Baby Steps: Starting Modestly?

[NetBSD-User]

Did you start your O/S with a wishlist of features looking like a modern UNIX system, and set about implementing them from day one, or did you start more modestly (e.g. DOS-ish?)

Me: unsure, started but killed project when I needed to learn a hell of a lot more about kernel development before I took on anything more ambitious than a DOS-like O/S. Making extensive modifications to Minix 2.0 to learn more first.

[Pype.Clicker]

well, imho, deciding to start "DOS-ish" will prevent you from reaching a fully-featured mature level.

[Solar]

Well, I had a wish-list, mostly inspired by AmigaOS, adding some niceties missing there, and noting down all the things that I wouldn't want to do as in Unix or Windows - and overall, very ambitious.

I took that wish-list, and invited other people to work on it, flesh it out, expand it. That went for 1 1/2 years, and made that wish-list even more ambitious.

I felt it was the right way to do things, because your building can only be as stable as its foundations. (See DOS / Win3.1 / Win95 / Win98 / WinME.)

Then, I started implementing, and suddenly all those so very much interested in demanding things be done their way vanished, probably because it started to smell like work.

In the meantime, the project has been scrapped altogether, and I focus on working on the OS FAQ and a C library for the people here.

[distantvoices]

wishlist ... nay, I haven't setup anything as ambitious as "learning OS development".

In the beginning it 's been nuthin' more than: "I want to start something from floppy - letz see what I can achieve" and much reading and trying out.

've never had a hankering to lure others into my doings. I do 'em alone, and thats it.

stay safe

[crc]

I have a wishlist of sorts. But it's a far cry from UNIX

Basically I wanted a single-tasking, totally open 32-bit OS with support for the hardware I use on a regular basis. Open meaning that I have full access to the underlying hardware. What I currently have (after several failed attempts) is a Forth-based OS kernel and a few applications. It already meets my basic needs and has support for a few of my desires (like persistant storage of data). Eventually I'll finish up the driver framework (with things like autodetection/compile on demand) and code a few more drivers for it. Once that's done it'll be exactly what *I* want to use on a regular basis.

[NetBSD-User]

I re-started working on Minix because it's stable, feature-full for such a little O/S, and has obvious room for bloat -- er -- improvement.

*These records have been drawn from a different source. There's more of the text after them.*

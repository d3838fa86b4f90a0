//! Split, fit, evaluate, and conditionally persist a model.
use std::path::Path;

use anyhow::{Context, Result};

use bayes_classifiers::data_handling::split_seeded;
use bayes_classifiers::evaluation::Evaluation;
use bayes_classifiers::io::{load_model, read_frame_with_config, save_model, ReaderConfig};
use bayes_classifiers::models::Model;
use bayes_classifiers::report::{format_metric, render_evaluation};

use crate::config::TrainConfig;
use crate::util::ensure_parent_dir;

/// Everything a training run produced.
#[derive(Debug)]
pub struct TrainOutcome {
    pub model: Model,
    pub evaluation: Evaluation,
    /// Whether the model cleared the accuracy threshold and was written.
    pub saved: bool,
}

pub fn run_training(config: &TrainConfig) -> Result<TrainOutcome> {
    let frame = read_frame_with_config(&config.data, &ReaderConfig::default(), &config.labeller)?;
    frame
        .binary_labels(&config.label_column)
        .context("Dataset label column is not usable")?;

    let split = split_seeded(&frame, config.test_ratio, config.seed)?;
    log::info!(
        "Training on {} rows, evaluating on {} rows",
        split.train.nrows(),
        split.test.nrows()
    );
    if split.train.is_empty() {
        anyhow::bail!("Training set is empty; lower test_ratio ({})", config.test_ratio);
    }
    if split.test.is_empty() {
        log::warn!("Test set is empty; accuracy will be undefined and the model will not be saved");
    }

    let model = Model::fit(&split.train, &config.label_column, &config.model)
        .context("Failed to fit model")?;
    let evaluation = model
        .evaluate(&split.test, &config.label_column)
        .context("Failed to evaluate model")?;

    print!("{}", render_evaluation(&evaluation, config.report_style()));

    let saved = match evaluation.metrics.accuracy {
        Some(accuracy) if accuracy > config.accuracy_threshold => {
            ensure_parent_dir(Path::new(&config.model_path))?;
            save_model(&config.model_path, &model)
                .with_context(|| format!("Failed to save model to {}", config.model_path))?;
            true
        }
        accuracy => {
            log::warn!(
                "Accuracy {} does not exceed threshold {:.2}; model not saved",
                format_metric(accuracy),
                config.accuracy_threshold
            );
            false
        }
    };

    match evaluation.metrics.accuracy {
        Some(accuracy) => println!("Model accuracy: {:.2}%", accuracy * 100.0),
        None => println!("Model accuracy: undefined"),
    }

    Ok(TrainOutcome {
        model,
        evaluation,
        saved,
    })
}

/// Load the model at `config.model_path`, training a new one if it is missing.
pub fn load_or_train(config: &TrainConfig) -> Result<Model> {
    if Path::new(&config.model_path).exists() {
        log::info!("Model found. Loading {}", config.model_path);
        let model = load_model(&config.model_path)
            .with_context(|| format!("Failed to load model: {}", config.model_path))?;
        Ok(model)
    } else {
        log::info!("Model not found. Training the model...");
        Ok(run_training(config)?.model)
    }
}
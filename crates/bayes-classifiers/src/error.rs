//! Error types for the classifier core.
//!
//! Failures are grouped into three families so callers can tell a bad dataset
//! apart from a bad model or a failed disk operation. See [`ErrorKind`].
use thiserror::Error;

/// Result alias used by the core operations.
pub type Result<T> = std::result::Result<T, ClassifierError>;

/// Coarse classification of a [`ClassifierError`].
#[derive(Debug, Clone, Copy, PartialEq, Eq)]
pub enum ErrorKind {
    /// The caller handed in data that violates a structural invariant.
    MalformedInput,
    /// The fitted parameters cannot produce a valid likelihood.
    ModelQuality,
    /// Reading or writing a persisted model failed.
    Persistence,
}

#[derive(Error, Debug)]
pub enum ClassifierError {
    #[error("Column '{column}' has {actual} rows, expected {expected}")]
    ColumnLengthMismatch {
        column: String,
        expected: usize,
        actual: usize,
    },

    #[error("Column not found: {0}")]
    MissingColumn(String),

    #[error("Label column '{column}' contains {value} at row {row}; only 0 and 1 are allowed")]
    NonBinaryLabel {
        column: String,
        row: usize,
        value: i64,
    },

    #[error("Feature '{0}' has no fitted statistics")]
    UnknownFeature(String),

    #[error("Invalid parameter: {name} = {value}, {reason}")]
    InvalidParameter {
        name: String,
        value: String,
        reason: String,
    },

    #[error("Zero variance for feature '{feature}' in class {class}")]
    ZeroVariance { feature: String, class: i64 },

    #[error("Statistics for feature '{feature}' in class {class} are undefined (no training rows)")]
    UndefinedStatistics { feature: String, class: i64 },

    #[error("IO error: {0}")]
    Io(#[from] std::io::Error),

    #[error("Serialization error: {0}")]
    Serialization(#[from] serde_json::Error),
}

impl ClassifierError {
    pub fn kind(&self) -> ErrorKind {
        match self {
            ClassifierError::ColumnLengthMismatch { .. }
            | ClassifierError::MissingColumn(_)
            | ClassifierError::NonBinaryLabel { .. }
            | ClassifierError::UnknownFeature(_)
            | ClassifierError::InvalidParameter { .. } => ErrorKind::MalformedInput,
            ClassifierError::ZeroVariance { .. } | ClassifierError::UndefinedStatistics { .. } => {
                ErrorKind::ModelQuality
            }
            ClassifierError::Io(_) | ClassifierError::Serialization(_) => ErrorKind::Persistence,
        }
    }
}
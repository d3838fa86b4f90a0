pub mod delimited;
pub mod model_store;

pub use delimited::{
    frame_from_records, read_frame, read_frame_with_config, write_predictions, ReaderConfig,
};
pub use model_store::{load_model, save_model};
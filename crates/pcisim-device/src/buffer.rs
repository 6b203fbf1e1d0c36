//! Caller-owned memory on the far side of a transfer.
//!
//! A kernel host would back this with `copy_to_user`/`copy_from_user`; an RPC host with a
//! message buffer; tests with a plain `Vec<u8>`. Any of them may fail part way, and that failure
//! must reach the caller as [`crate::DeviceError::TransferFailed`].

use thiserror::Error;

#[derive(Debug, Clone, PartialEq, Eq, Error)]
pub enum TransferFault {
    #[error("caller buffer too small: needed {needed} bytes, {available} available")]
    Short { needed: usize, available: usize },

    #[error("caller memory is not accessible")]
    Inaccessible,
}

pub trait UserBuffer {
    /// Number of bytes the caller made available.
    fn len(&self) -> usize;

    fn is_empty(&self) -> bool {
        self.len() == 0
    }

    /// Copies `src` (device memory) into the start of the caller's buffer.
    fn copy_from_device(&mut self, src: &[u8]) -> Result<(), TransferFault>;

    /// Fills `dst` (device-side staging) from the start of the caller's buffer.
    fn copy_to_device(&self, dst: &mut [u8]) -> Result<(), TransferFault>;
}

fn check_len(needed: usize, available: usize) -> Result<(), TransferFault> {
    if needed > available {
        return Err(TransferFault::Short { needed, available });
    }
    Ok(())
}

impl UserBuffer for [u8] {
    fn len(&self) -> usize {
        <[u8]>::len(self)
    }

    fn copy_from_device(&mut self, src: &[u8]) -> Result<(), TransferFault> {
        check_len(src.len(), <[u8]>::len(self))?;
        self[..src.len()].copy_from_slice(src);
        Ok(())
    }

    fn copy_to_device(&self, dst: &mut [u8]) -> Result<(), TransferFault> {
        check_len(dst.len(), <[u8]>::len(self))?;
        dst.copy_from_slice(&self[..dst.len()]);
        Ok(())
    }
}

impl<const N: usize> UserBuffer for [u8; N] {
    fn len(&self) -> usize {
        N
    }

    fn copy_from_device(&mut self, src: &[u8]) -> Result<(), TransferFault> {
        self.as_mut_slice().copy_from_device(src)
    }

    fn copy_to_device(&self, dst: &mut [u8]) -> Result<(), TransferFault> {
        self.as_slice().copy_to_device(dst)
    }
}

impl UserBuffer for Vec<u8> {
    fn len(&self) -> usize {
        Vec::len(self)
    }

    fn copy_from_device(&mut self, src: &[u8]) -> Result<(), TransferFault> {
        self.as_mut_slice().copy_from_device(src)
    }

    fn copy_to_device(&self, dst: &mut [u8]) -> Result<(), TransferFault> {
        self.as_slice().copy_to_device(dst)
    }
}

#[cfg(test)]
mod tests {
    use super::*;

    #[test]
    fn slice_copy_rejects_short_buffers() {
        let mut small = [0u8; 2];
        assert_eq!(
            small.copy_from_device(&[1, 2, 3]),
            Err(TransferFault::Short {
                needed: 3,
                available: 2
            })
        );
        assert_eq!(small, [0, 0]);

        let mut dst = [0u8; 4];
        assert!(vec![9u8; 3].copy_to_device(&mut dst).is_err());
    }

    #[test]
    fn larger_buffers_only_touch_the_prefix() {
        let mut buf = vec![0xEEu8; 4];
        buf.copy_from_device(&[1, 2]).unwrap();
        assert_eq!(buf, vec![1, 2, 0xEE, 0xEE]);

        let mut dst = [0u8; 2];
        buf.copy_to_device(&mut dst).unwrap();
        assert_eq!(dst, [1, 2]);
    }
}
//! Host adapters for the PCI simulator.
//!
//! The simulator core knows nothing about transports. This crate provides the pieces a host needs
//! to put it behind one: a wire-request executor, a line-oriented script runner and a TCP frame
//! server. The `pcisim` binary wires them to a command line.

#![forbid(unsafe_code)]

pub mod exec;
pub mod script;
pub mod server;

pub use exec::{execute, handle_frame};
pub use script::{run_script, ScriptError, ScriptSummary};
pub use server::{start_server, ServerConfig, ServerHandle};
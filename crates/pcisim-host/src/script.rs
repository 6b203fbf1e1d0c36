//! Line-oriented command scripts.
//!
//! ```text
//! # comments and blank lines are ignored
//! wr32 0x100 0xdeadbeef
//! rd32 0x100
//! advance
//! rdwave 0x10000 16
//! bulkwr aa bb cc dd
//! bulkrd 4
//! reset
//! ```
//!
//! Numbers are decimal or `0x` hex. Device errors are printed and the script keeps going; a line
//! that does not parse aborts the run.

use std::io::{BufRead, Write};

use pcisim_device::config::parse_number;
use pcisim_device::{CommandCode, PciSimulator, Scalar, Width};
use pcisim_protocol::{IoWaveform, Reply, Request};
use thiserror::Error;

use crate::execute;

#[derive(Debug, Error)]
pub enum ScriptError {
    #[error("line {line}: {message}")]
    Parse { line: usize, message: String },

    #[error("i/o error: {0}")]
    Io(#[from] std::io::Error),
}

#[derive(Debug, Clone, Copy, Default, PartialEq, Eq)]
pub struct ScriptSummary {
    pub commands: usize,
    pub failures: usize,
}

#[derive(Debug, Clone, PartialEq, Eq)]
pub enum ScriptCommand {
    Request(Request),
    Reset,
}

/// Parses one script line. Blank lines and comments yield `Ok(None)`.
pub fn parse_line(line: &str) -> Result<Option<ScriptCommand>, String> {
    let line = line.split('#').next().unwrap_or("").trim();
    let mut words = line.split_whitespace();
    let Some(verb) = words.next() else {
        return Ok(None);
    };
    let args: Vec<&str> = words.collect();

    let cmd = match verb.to_ascii_lowercase().as_str() {
        "rd8" | "rd16" | "rd32" => {
            let [offset] = expect_args::<1>(verb, &args)?;
            ScriptCommand::Request(Request::ReadValue {
                width: width_suffix(verb)?,
                offset: number_u32(offset)?,
            })
        }
        "wr8" | "wr16" | "wr32" => {
            let [offset, value] = expect_args::<2>(verb, &args)?;
            let width = width_suffix(verb)?;
            let value = number_u32(value)?;
            if Scalar::truncating(width, value).as_u32() != value {
                return Err(format!("value {value:#x} does not fit in {width} bits"));
            }
            ScriptCommand::Request(Request::WriteValue {
                width,
                offset: number_u32(offset)?,
                value,
            })
        }
        "rdwave" => {
            let [offset, length] = expect_args::<2>(verb, &args)?;
            ScriptCommand::Request(Request::ReadWaveform(IoWaveform {
                offset: number_u32(offset)?,
                length: number_u32(length)?,
            }))
        }
        "advance" => {
            expect_args::<0>(verb, &args)?;
            ScriptCommand::Request(Request::AdvanceWaveform)
        }
        "bulkrd" => {
            let [length] = expect_args::<1>(verb, &args)?;
            ScriptCommand::Request(Request::BulkRead {
                length: number_u32(length)?,
            })
        }
        "bulkwr" => {
            if args.is_empty() {
                return Err("bulkwr expects at least one byte".into());
            }
            let data = args
                .iter()
                .map(|b| u8::from_str_radix(b, 16).map_err(|_| format!("invalid hex byte {b:?}")))
                .collect::<Result<Vec<u8>, _>>()?;
            ScriptCommand::Request(Request::BulkWrite { data })
        }
        "reset" => {
            expect_args::<0>(verb, &args)?;
            ScriptCommand::Reset
        }
        _ => return Err(format!("unknown command {verb:?}")),
    };
    Ok(Some(cmd))
}

fn expect_args<'a, const N: usize>(verb: &str, args: &[&'a str]) -> Result<[&'a str; N], String> {
    <[&str; N]>::try_from(args)
        .map_err(|_| format!("{verb} expects {N} argument(s), got {}", args.len()))
}

fn width_suffix(verb: &str) -> Result<Width, String> {
    let bits = verb
        .trim_start_matches(|c: char| c.is_ascii_alphabetic())
        .parse::<u32>()
        .map_err(|_| format!("bad width in {verb:?}"))?;
    Width::from_bits(bits).ok_or_else(|| format!("bad width in {verb:?}"))
}

fn number_u32(s: &str) -> Result<u32, String> {
    parse_number(s)
        .and_then(|v| u32::try_from(v).ok())
        .ok_or_else(|| format!("invalid 32-bit number {s:?}"))
}

/// Executes every command in `input` against `sim`, writing one report per command to `out`.
pub fn run_script<R, W>(sim: &PciSimulator, input: R, out: &mut W) -> Result<ScriptSummary, ScriptError>
where
    R: BufRead,
    W: Write,
{
    let mut summary = ScriptSummary::default();
    for (idx, line) in input.lines().enumerate() {
        let line = line?;
        let cmd = parse_line(&line).map_err(|message| ScriptError::Parse {
            line: idx + 1,
            message,
        })?;
        let Some(cmd) = cmd else {
            continue;
        };

        summary.commands += 1;
        match cmd {
            ScriptCommand::Reset => {
                sim.reset();
                writeln!(out, "RESET")?;
            }
            ScriptCommand::Request(req) => {
                let reply = execute(sim, req.clone());
                if matches!(reply, Reply::Error { .. }) {
                    summary.failures += 1;
                }
                report(out, &req, &reply)?;
            }
        }
    }
    Ok(summary)
}

fn report<W: Write>(out: &mut W, req: &Request, reply: &Reply) -> std::io::Result<()> {
    match (req, reply) {
        (_, Reply::Error { status, message }) => {
            writeln!(out, "error: {status:?}: {message}")
        }
        (Request::ReadValue { width, .. }, Reply::Value { offset, value }) => writeln!(
            out,
            "{}    addr = 0x{offset:08X}    data = {}",
            CommandCode::read_value(*width),
            Scalar::truncating(*width, *value)
        ),
        (
            Request::WriteValue {
                width,
                offset,
                value,
            },
            _,
        ) => writeln!(
            out,
            "{}    addr = 0x{offset:08X}    data = {}",
            CommandCode::write_value(*width),
            Scalar::truncating(*width, *value)
        ),
        (Request::ReadWaveform(io), Reply::Waveform { elapsed_ns, data }) => {
            writeln!(
                out,
                "RD_WAVEFORM    addr = 0x{:08X}    length = {}    elapsed = {elapsed_ns}ns",
                io.offset,
                data.len()
            )?;
            hexdump(out, io.offset, data)
        }
        (Request::AdvanceWaveform, _) => writeln!(out, "WR_WAVEFORM"),
        (Request::BulkRead { .. }, Reply::BulkData { data }) => {
            writeln!(out, "READ    length = {}", data.len())?;
            hexdump(out, 0, data)
        }
        (Request::BulkWrite { .. }, Reply::BulkWritten { len }) => {
            writeln!(out, "WRITE    length = {len}")
        }
        (_, other) => writeln!(out, "{other:?}"),
    }
}

fn hexdump<W: Write>(out: &mut W, base: u32, data: &[u8]) -> std::io::Result<()> {
    for (row, chunk) in data.chunks(16).enumerate() {
        let addr = u64::from(base) + (row as u64) * 16;
        let bytes: Vec<String> = chunk.iter().map(|b| format!("{b:02x}")).collect();
        writeln!(out, "  {addr:08x}: {}", bytes.join(" "))?;
    }
    Ok(())
}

I went nowhere starting from scratch. I worked for years. It is just so hard to read obfuscated standards specs and turn it into code. It's so hard to write drivers for undocumented or poorly documented hardware. It is hard not being able to debug over a null modem cable to a second machine. A rush of kprintf messages is no good when there's hundreds of them. And when you don't have a filesystem, logging to /var/log/kernel is no good.

*Sigh* If I weren't so stubborn and determined to have me some fun writing an O/S I would have given up enough times to have wasted a quarter of my life.

[NetBSD-User]

I have a wishlist of sorts. But it's a far cry from UNIX

Basically I wanted a single-tasking, totally open 32-bit OS with support for the hardware I use on a regular basis. Open meaning that I have full access to the underlying hardware. What I currently have (after several failed attempts) is a Forth-based OS kernel and a few applications. It already meets my basic needs and has support for a few of my desires (like persistant storage of data). Eventually I'll finish up the driver framework (with things like autodetection/compile on demand) and code a few more drivers for it. Once that's done it'll be exactly what *I* want to use on a regular basis.

That's very interesting. I actually want a Lisp machine. I think there's great personal potential here because I feel so much more expressive when coding in Lisp. (And I usually am. I feel in assembler world when coding in C.)

What I had planned was a little kernel, similar to a microkernel, that does the barest basics of initialising and then executing Lisp code with its in-kernel Lisp machine. Process scheduling, memory management, device drivers, everything would be done in Lisp. Of course, some would dig down into assembler by necessity, but not much more than stuff like:

(defun inb (port)
(__asm IN #port) )

or whatever.

I am not ready for such an ambitious project just yet, but it's twinkling in my mind's eye...

[Pype.Clicker]

well, to make my point more relevant, when i started, i had not much thought about how programs would set up their address space so that i can load libraries, etc. later. As a result i had a very efficient (in both memory and time) allocator for virtual addresses, but it was almost completely useless. I took about 2 month to re-design something valuable, 6 month to re-implement it and restore code that was based on the old interface...

[Brendan]

Hi,

Did you start your O/S with a wishlist of features looking like a modern UNIX system, and set about implementing them from day one, or did you start more modestly (e.g. DOS-ish?)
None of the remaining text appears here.